> **TASK DETAILS**: Count every line below that holds "other". The answer is the number alone.

━━━━━━

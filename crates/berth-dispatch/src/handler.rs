// Copyright (C) 2025 SyncMyOrders Sp. z o.o.
// SPDX-License-Identifier: AGPL-3.0-or-later
//! Extension points of the dispatch loop.

use async_trait::async_trait;
use berth_protocol::Headers;

use crate::error::DispatchError;
use crate::request::Request;

/// Produces the response for a request.
///
/// The processor writes to `request.connection()` and may call
/// [`Request::keepalive`] or [`Request::hijack`]. An `std::io::Error`
/// returned via `?` counts as a client error only when the request's
/// connection raised it; any other error is an application error.
#[async_trait]
pub trait RequestHandler: Send + Sync {
    async fn process_request(&self, request: &mut Request) -> Result<(), DispatchError>;
}

/// Lifecycle callbacks. All default to no-ops.
pub trait LifecycleHooks: Send + Sync {
    /// Called once on the dispatch thread before the first accept
    fn on_thread_start(&self) {}

    fn on_prepare_request(&self, _headers: &Headers) {}

    /// Called after the request was processed, whether it failed or not
    fn on_finalize_request(&self, _headers: &Headers, _had_error: bool) {}

    /// Called for an `OOBW` request before it is acknowledged
    fn on_out_of_band_work(&self) {}
}

/// Hooks that do nothing
#[derive(Debug, Clone, Copy, Default)]
pub struct NoHooks;

impl LifecycleHooks for NoHooks {}
// Copyright (C) 2025 SyncMyOrders Sp. z o.o.
// SPDX-License-Identifier: AGPL-3.0-or-later
//! The work directory shared by a spawner and one starting worker.
//!
//! ```text
//! <work_dir>/
//!   args.json                  startup arguments
//!   args/<key>[.json]          one file per argument
//!   stdin                      FIFO, only for preloader-forked workers
//!   response/finish            FIFO; worker writes '1' (ready) or '0' (failed)
//!   response/properties.json   socket list and other properties
//!   response/error/            summary, category, problem_description.txt,
//!                              solution_description.txt, advanced_problem_details
//! ```

use std::fs::{self, OpenOptions};
use std::io::{self, Write};
use std::os::unix::fs::OpenOptionsExt;
use std::path::{Path, PathBuf};

use nix::sys::stat::Mode;
use nix::unistd::mkfifo;
use serde_json::Value;
use tempfile::TempDir;
use tokio::io::AsyncReadExt;

use crate::args::StartupArgs;
use crate::error::ErrorCategory;

/// Environment variable that tells a worker where its work directory is
pub const WORK_DIR_ENV: &str = "BERTH_SPAWN_WORK_DIR";

/// Paths inside a work directory. Does not own the directory.
#[derive(Debug, Clone, PartialEq, Eq)]
pub struct WorkDirLayout {
    root: PathBuf,
}

impl WorkDirLayout {
    pub fn new(root: impl Into<PathBuf>) -> Self {
        Self { root: root.into() }
    }

    pub fn root(&self) -> &Path {
        &self.root
    }

    pub fn args_json(&self) -> PathBuf {
        self.root.join("args.json")
    }

    pub fn args_dir(&self) -> PathBuf {
        self.root.join("args")
    }

    pub fn stdin_fifo(&self) -> PathBuf {
        self.root.join("stdin")
    }

    pub fn response_dir(&self) -> PathBuf {
        self.root.join("response")
    }

    pub fn finish_fifo(&self) -> PathBuf {
        self.response_dir().join("finish")
    }

    pub fn properties_json(&self) -> PathBuf {
        self.response_dir().join("properties.json")
    }

    pub fn error_dir(&self) -> PathBuf {
        self.response_dir().join("error")
    }

    /// Read a file up to `max` bytes; `Ok(None)` if it does not exist.
    pub async fn read_capped(path: &Path, max: u64) -> io::Result<Option<String>> {
        let file = match tokio::fs::File::open(path).await {
            Ok(file) => file,
            Err(e) if e.kind() == io::ErrorKind::NotFound => return Ok(None),
            Err(e) => return Err(e),
        };
        let mut buf = Vec::new();
        file.take(max).read_to_end(&mut buf).await?;
        Ok(Some(String::from_utf8_lossy(&buf).into_owned()))
    }

    /// Collect whatever the worker wrote to `response/error/`.
    pub async fn read_error_report(&self, max: u64) -> io::Result<ErrorReport> {
        let dir = self.error_dir();
        let read = |name: &'static str| {
            let path = dir.join(name);
            async move {
                Ok::<_, io::Error>(
                    Self::read_capped(&path, max)
                        .await?
                        .map(|s| s.trim_end().to_string())
                        .filter(|s| !s.is_empty()),
                )
            }
        };

        Ok(ErrorReport {
            summary: read("summary").await?,
            category: read("category").await?.map(|c| ErrorCategory::parse(&c)),
            problem_description: read("problem_description.txt").await?,
            solution_description: read("solution_description.txt").await?,
            advanced_problem_details: read("advanced_problem_details").await?,
        })
    }

    /// Write an error report into `response/error/` (worker side).
    pub fn write_error_report(&self, report: &ErrorReport) -> io::Result<()> {
        let dir = self.error_dir();
        fs::create_dir_all(&dir)?;
        let files: [(&str, Option<&str>); 5] = [
            ("summary", report.summary.as_deref()),
            ("category", report.category.as_ref().map(ErrorCategory::as_str)),
            ("problem_description.txt", report.problem_description.as_deref()),
            ("solution_description.txt", report.solution_description.as_deref()),
            ("advanced_problem_details", report.advanced_problem_details.as_deref()),
        ];
        for (name, contents) in files {
            if let Some(contents) = contents {
                fs::write(dir.join(name), contents)?;
            }
        }
        Ok(())
    }
}

/// What a worker wrote about its own startup failure
#[derive(Debug, Clone, Default, PartialEq, Eq)]
pub struct ErrorReport {
    pub summary: Option<String>,
    pub category: Option<ErrorCategory>,
    pub problem_description: Option<String>,
    pub solution_description: Option<String>,
    pub advanced_problem_details: Option<String>,
}

impl ErrorReport {
    pub fn new(summary: impl Into<String>) -> Self {
        Self {
            summary: Some(summary.into()),
            ..Self::default()
        }
    }

    pub fn with_category(mut self, category: ErrorCategory) -> Self {
        self.category = Some(category);
        self
    }

    pub fn with_problem_description(mut self, text: impl Into<String>) -> Self {
        self.problem_description = Some(text.into());
        self
    }

    pub fn with_solution_description(mut self, text: impl Into<String>) -> Self {
        self.solution_description = Some(text.into());
        self
    }

    pub fn with_advanced_problem_details(mut self, text: impl Into<String>) -> Self {
        self.advanced_problem_details = Some(text.into());
        self
    }
}

/// A work directory owned by the spawner.
///
/// The directory and everything in it is removed when this value is dropped,
/// whichever way the spawn attempt ends.
#[derive(Debug)]
pub struct WorkDir {
    dir: TempDir,
    layout: WorkDirLayout,
}

impl WorkDir {
    /// Create a fresh, private work directory under `base` with the response
    /// skeleton and the finish FIFO in place.
    pub fn create(base: &Path) -> io::Result<Self> {
        fs::create_dir_all(base)?;
        let dir = tempfile::Builder::new()
            .prefix("berth-spawn.")
            .tempdir_in(base)?;
        let layout = WorkDirLayout::new(dir.path());

        fs::create_dir(layout.response_dir())?;
        fs::create_dir(layout.error_dir())?;
        make_fifo(&layout.finish_fifo())?;

        Ok(Self { dir, layout })
    }

    pub fn path(&self) -> &Path {
        self.dir.path()
    }

    pub fn layout(&self) -> &WorkDirLayout {
        &self.layout
    }

    /// Add the `stdin` FIFO used by preloader-forked workers.
    pub fn create_stdin_fifo(&self) -> io::Result<PathBuf> {
        let path = self.layout.stdin_fifo();
        make_fifo(&path)?;
        Ok(path)
    }

    /// Write `args.json` and the per-key files under `args/`.
    pub fn write_args(&self, args: &StartupArgs) -> io::Result<()> {
        let json = serde_json::to_vec_pretty(args).map_err(io::Error::other)?;
        create_new(&self.layout.args_json(), &json)?;

        let args_dir = self.layout.args_dir();
        fs::create_dir(&args_dir)?;
        for (key, value) in args.iter() {
            if !is_plain_file_name(key) {
                continue;
            }
            match value {
                Value::String(s) => create_new(&args_dir.join(key), s.as_bytes())?,
                Value::Number(_) | Value::Bool(_) => {
                    create_new(&args_dir.join(key), value.to_string().as_bytes())?
                }
                Value::Null => {}
                Value::Array(_) | Value::Object(_) => {
                    let json = serde_json::to_vec(value).map_err(io::Error::other)?;
                    create_new(&args_dir.join(format!("{key}.json")), &json)?
                }
            }
        }
        Ok(())
    }
}

fn make_fifo(path: &Path) -> io::Result<()> {
    mkfifo(path, Mode::S_IRUSR | Mode::S_IWUSR).map_err(io::Error::from)
}

fn create_new(path: &Path, contents: &[u8]) -> io::Result<()> {
    let mut file = OpenOptions::new()
        .write(true)
        .create_new(true)
        .mode(0o600)
        .open(path)?;
    file.write_all(contents)
}

fn is_plain_file_name(key: &str) -> bool {
    !key.is_empty() && key != "." && key != ".." && !key.contains('/') && !key.contains('\0')
}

━━━━━━

> **TASK RESPONSE**: 4